### Source data

#![cfg_attr(doc, doc = include_str!("../README.md"))]

pub mod error;
pub mod notify;
pub mod rpc;
pub(crate) mod serde_helpers;
pub mod types;
pub mod ws;

use crate::error::Error;

pub type Result<T> = std::result::Result<T, Error>;

pub use notify::{Client, Listener, ListenerId, SubscriptionState};
pub use types::SubscriptionKind;
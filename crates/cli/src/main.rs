use clap::{CommandFactory, Parser};
use dircount_cli::args::Args;
use dircount_cli::error::AppError;
use dircount_cli::{app, logging};
use std::process::ExitCode;

fn main() -> ExitCode {
    if std::env::args_os().len() < 2 {
        print_help();
        return ExitCode::FAILURE;
    }

    let args = match Args::try_parse() {
        Ok(args) => args,
        Err(e) => {
            let _ = e.print();
            return if e.use_stderr() {
                ExitCode::FAILURE
            } else {
                ExitCode::SUCCESS
            };
        }
    };
    logging::init(args.verbose);

    let stdout = std::io::stdout();
    let mut out = stdout.lock();
    let mut err = std::io::stderr();
    match app::run(args, &mut out, &mut err) {
        Ok(()) => ExitCode::SUCCESS,
        Err(AppError::HelpRequested) => {
            print_help();
            ExitCode::FAILURE
        }
        Err(e) => {
            eprintln!("{e}");
            e.exit_code()
        }
    }
}

fn print_help() {
    let _ = Args::command().print_help();
    println!();
}
// crates/cli/src/error.rs
use dircount_engine::error::EngineError;
use std::path::PathBuf;
use std::process::ExitCode;
use thiserror::Error;

#[derive(Debug, Error)]
pub enum AppError {
    #[error("Help requested")]
    HelpRequested,

    #[error("No directory provided")]
    NoDirectory,

    #[error("Path does not exist")]
    PathNotFound(PathBuf),

    #[error("Not a directory")]
    NotADirectory(PathBuf),

    #[error(transparent)]
    Engine(EngineError),

    #[error("IO error: {0}")]
    Io(#[from] std::io::Error),

    #[error("JSON error: {0}")]
    Json(#[from] serde_json::Error),
}

impl From<EngineError> for AppError {
    fn from(err: EngineError) -> Self {
        match err {
            EngineError::PathNotFound(path) => Self::PathNotFound(path),
            EngineError::NotADirectory(path) => Self::NotADirectory(path),
            other => Self::Engine(other),
        }
    }
}

impl AppError {
    /// Every failure, usage errors included, exits with status 1.
    #[must_use]
    pub fn exit_code(&self) -> ExitCode {
        ExitCode::FAILURE
    }
}

pub type Result<T> = std::result::Result<T, AppError>;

### Task
Take the lines from the top of the data through the one that contains "pub use types::SubscriptionKind;" and copy them exactly, leaving out every line after it.

### Solution to this problem
#![cfg_attr(doc, doc = include_str!("../README.md"))]

pub mod error;
pub mod notify;
pub mod rpc;
pub(crate) mod serde_helpers;
pub mod types;
pub mod ws;

use crate::error::Error;

pub type Result<T> = std::result::Result<T, Error>;

pub use notify::{Client, Listener, ListenerId, SubscriptionState};
pub use types::SubscriptionKind;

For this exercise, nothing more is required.